*What the exercise asks*: How many of the lines below contain "stderr"? Reply with only that figure.

Stored data entries
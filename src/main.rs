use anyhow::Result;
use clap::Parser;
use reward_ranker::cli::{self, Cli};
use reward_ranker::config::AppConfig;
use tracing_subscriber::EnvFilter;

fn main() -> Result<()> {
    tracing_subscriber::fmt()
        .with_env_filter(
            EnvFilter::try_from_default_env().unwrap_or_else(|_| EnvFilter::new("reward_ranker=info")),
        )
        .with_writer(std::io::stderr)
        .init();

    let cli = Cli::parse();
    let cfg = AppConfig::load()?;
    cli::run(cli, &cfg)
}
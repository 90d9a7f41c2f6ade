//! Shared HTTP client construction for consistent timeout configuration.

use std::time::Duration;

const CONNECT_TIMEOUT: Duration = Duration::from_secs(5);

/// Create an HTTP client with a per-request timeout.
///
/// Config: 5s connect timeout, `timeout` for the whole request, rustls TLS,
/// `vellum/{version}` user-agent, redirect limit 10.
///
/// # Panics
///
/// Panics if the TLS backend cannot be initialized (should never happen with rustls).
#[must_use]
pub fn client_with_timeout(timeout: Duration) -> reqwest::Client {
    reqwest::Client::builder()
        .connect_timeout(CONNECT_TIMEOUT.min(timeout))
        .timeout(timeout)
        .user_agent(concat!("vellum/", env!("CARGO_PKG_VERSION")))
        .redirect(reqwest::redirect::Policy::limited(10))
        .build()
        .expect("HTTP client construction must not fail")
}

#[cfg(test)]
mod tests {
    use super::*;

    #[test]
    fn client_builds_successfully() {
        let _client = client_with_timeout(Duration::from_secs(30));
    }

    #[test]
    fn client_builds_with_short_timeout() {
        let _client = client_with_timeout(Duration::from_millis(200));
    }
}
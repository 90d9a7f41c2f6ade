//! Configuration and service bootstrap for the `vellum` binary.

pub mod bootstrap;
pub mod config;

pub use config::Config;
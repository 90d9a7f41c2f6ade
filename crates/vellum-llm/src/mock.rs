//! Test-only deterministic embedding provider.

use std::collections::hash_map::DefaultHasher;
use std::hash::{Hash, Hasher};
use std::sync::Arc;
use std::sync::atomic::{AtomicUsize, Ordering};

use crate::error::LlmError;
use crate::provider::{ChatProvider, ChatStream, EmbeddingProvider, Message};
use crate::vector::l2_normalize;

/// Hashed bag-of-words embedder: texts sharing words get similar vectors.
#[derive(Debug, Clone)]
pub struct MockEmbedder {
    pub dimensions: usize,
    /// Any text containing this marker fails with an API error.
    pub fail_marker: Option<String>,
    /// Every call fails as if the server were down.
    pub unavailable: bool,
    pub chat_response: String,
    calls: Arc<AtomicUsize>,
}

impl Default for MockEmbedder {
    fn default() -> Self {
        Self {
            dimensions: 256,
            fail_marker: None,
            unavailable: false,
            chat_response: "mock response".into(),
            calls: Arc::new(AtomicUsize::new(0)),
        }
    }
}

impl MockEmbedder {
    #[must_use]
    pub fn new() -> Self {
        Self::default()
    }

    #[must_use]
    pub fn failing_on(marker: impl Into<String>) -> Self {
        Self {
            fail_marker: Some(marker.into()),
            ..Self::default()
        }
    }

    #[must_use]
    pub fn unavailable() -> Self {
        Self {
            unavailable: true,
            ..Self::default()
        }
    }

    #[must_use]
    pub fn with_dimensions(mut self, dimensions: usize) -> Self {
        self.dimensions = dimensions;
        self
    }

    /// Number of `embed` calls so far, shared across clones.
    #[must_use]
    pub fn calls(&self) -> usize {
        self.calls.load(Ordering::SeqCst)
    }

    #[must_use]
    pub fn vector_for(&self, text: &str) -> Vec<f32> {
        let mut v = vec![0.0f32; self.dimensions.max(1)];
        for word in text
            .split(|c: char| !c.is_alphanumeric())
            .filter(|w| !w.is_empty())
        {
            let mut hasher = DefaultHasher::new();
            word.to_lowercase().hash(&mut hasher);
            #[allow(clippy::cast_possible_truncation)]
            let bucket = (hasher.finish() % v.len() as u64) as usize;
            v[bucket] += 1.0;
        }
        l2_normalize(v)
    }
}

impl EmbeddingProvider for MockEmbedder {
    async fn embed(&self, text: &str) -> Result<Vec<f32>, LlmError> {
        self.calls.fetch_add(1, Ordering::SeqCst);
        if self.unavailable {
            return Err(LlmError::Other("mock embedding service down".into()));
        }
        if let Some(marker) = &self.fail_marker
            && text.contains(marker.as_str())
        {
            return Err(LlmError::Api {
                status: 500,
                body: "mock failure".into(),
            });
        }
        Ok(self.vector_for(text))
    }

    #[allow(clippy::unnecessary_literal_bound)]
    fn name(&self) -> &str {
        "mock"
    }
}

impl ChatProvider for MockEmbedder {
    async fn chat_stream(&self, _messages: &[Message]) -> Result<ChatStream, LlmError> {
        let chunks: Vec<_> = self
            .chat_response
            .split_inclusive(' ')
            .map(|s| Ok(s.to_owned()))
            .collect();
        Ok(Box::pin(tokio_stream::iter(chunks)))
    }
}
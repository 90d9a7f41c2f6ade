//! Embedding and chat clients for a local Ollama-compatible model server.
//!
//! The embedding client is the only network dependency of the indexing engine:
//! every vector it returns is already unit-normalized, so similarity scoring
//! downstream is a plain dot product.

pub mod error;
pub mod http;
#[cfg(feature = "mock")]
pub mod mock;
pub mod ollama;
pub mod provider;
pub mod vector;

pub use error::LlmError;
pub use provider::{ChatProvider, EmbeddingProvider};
--
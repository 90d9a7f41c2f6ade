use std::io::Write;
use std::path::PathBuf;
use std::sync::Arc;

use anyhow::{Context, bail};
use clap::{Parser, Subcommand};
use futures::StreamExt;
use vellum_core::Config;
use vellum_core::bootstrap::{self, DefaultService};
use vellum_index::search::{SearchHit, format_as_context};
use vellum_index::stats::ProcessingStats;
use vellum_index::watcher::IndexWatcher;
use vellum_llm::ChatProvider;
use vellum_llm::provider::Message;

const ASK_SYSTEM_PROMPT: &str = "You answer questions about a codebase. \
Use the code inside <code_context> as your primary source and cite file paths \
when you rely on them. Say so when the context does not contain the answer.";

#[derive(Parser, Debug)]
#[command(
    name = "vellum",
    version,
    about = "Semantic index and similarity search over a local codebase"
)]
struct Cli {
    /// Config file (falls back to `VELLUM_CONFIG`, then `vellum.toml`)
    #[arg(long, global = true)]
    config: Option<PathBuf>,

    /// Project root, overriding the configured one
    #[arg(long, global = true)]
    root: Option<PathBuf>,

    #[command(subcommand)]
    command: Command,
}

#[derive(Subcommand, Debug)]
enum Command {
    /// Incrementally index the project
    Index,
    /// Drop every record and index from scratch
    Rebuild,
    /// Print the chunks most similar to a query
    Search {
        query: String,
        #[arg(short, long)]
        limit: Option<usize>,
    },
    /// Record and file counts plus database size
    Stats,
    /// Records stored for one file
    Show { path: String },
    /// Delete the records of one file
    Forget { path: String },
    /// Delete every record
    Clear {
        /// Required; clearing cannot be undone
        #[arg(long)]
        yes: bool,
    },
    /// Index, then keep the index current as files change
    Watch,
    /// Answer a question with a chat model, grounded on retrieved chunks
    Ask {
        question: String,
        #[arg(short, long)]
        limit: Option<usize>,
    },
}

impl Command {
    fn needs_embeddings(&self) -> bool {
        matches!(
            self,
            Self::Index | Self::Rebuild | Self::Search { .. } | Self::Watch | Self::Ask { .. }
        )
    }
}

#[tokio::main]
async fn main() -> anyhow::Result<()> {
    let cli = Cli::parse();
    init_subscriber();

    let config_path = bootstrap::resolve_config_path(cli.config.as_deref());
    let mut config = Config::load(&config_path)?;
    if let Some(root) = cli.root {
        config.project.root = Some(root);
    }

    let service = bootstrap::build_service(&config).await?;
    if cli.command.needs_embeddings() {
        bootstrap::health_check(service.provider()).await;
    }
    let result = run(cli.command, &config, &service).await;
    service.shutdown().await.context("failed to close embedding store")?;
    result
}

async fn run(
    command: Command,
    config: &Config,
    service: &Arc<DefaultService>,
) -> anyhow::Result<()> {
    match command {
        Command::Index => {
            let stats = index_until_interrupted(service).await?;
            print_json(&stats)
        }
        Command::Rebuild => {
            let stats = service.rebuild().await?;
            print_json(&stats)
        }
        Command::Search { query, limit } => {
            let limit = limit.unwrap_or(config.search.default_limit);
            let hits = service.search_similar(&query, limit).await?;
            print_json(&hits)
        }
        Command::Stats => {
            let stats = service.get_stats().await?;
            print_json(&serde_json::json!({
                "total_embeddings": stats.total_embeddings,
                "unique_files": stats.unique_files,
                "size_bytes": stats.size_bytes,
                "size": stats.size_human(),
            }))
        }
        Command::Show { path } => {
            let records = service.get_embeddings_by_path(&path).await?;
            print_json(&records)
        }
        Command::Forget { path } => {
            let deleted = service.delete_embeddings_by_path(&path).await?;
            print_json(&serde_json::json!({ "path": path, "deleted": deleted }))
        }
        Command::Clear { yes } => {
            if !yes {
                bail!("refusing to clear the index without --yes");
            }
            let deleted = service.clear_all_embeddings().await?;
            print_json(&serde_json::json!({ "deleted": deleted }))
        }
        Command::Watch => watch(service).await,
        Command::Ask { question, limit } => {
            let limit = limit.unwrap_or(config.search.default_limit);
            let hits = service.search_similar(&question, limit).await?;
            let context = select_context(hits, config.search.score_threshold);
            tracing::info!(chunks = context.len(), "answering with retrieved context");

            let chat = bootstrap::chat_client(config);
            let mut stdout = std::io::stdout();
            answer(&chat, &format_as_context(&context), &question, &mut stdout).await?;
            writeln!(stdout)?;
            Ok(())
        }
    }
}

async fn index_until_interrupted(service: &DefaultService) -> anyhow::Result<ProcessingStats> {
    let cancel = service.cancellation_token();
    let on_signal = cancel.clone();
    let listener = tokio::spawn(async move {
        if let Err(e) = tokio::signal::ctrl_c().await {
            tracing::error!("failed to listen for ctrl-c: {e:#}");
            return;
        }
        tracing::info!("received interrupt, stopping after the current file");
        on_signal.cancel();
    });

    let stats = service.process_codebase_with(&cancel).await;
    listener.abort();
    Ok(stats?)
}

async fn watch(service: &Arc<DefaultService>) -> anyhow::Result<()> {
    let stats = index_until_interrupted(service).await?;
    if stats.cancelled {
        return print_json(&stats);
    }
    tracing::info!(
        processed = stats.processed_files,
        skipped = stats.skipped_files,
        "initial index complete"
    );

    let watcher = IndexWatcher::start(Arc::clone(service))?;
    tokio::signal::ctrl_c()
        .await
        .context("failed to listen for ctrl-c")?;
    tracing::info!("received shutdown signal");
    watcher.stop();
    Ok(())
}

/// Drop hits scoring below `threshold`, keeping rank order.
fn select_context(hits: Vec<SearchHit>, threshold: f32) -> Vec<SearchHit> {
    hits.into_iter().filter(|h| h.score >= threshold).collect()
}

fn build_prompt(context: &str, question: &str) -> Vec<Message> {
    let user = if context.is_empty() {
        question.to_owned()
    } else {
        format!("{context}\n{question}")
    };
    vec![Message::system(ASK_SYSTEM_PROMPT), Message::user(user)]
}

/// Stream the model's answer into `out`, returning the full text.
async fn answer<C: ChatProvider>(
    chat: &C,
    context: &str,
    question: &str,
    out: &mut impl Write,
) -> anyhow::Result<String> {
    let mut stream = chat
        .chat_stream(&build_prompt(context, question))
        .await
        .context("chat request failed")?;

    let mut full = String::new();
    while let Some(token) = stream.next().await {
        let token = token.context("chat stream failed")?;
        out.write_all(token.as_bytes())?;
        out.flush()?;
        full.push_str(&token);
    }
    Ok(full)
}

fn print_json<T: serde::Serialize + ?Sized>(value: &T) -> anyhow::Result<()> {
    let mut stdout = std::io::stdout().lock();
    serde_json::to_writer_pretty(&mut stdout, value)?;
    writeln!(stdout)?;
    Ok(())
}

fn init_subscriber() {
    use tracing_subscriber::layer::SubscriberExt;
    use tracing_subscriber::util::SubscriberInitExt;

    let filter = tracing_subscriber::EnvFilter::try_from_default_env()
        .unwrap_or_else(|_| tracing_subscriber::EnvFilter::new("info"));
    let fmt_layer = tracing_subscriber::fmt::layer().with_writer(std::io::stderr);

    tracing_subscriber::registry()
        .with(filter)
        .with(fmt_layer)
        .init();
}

*Solution to the exercise*: 2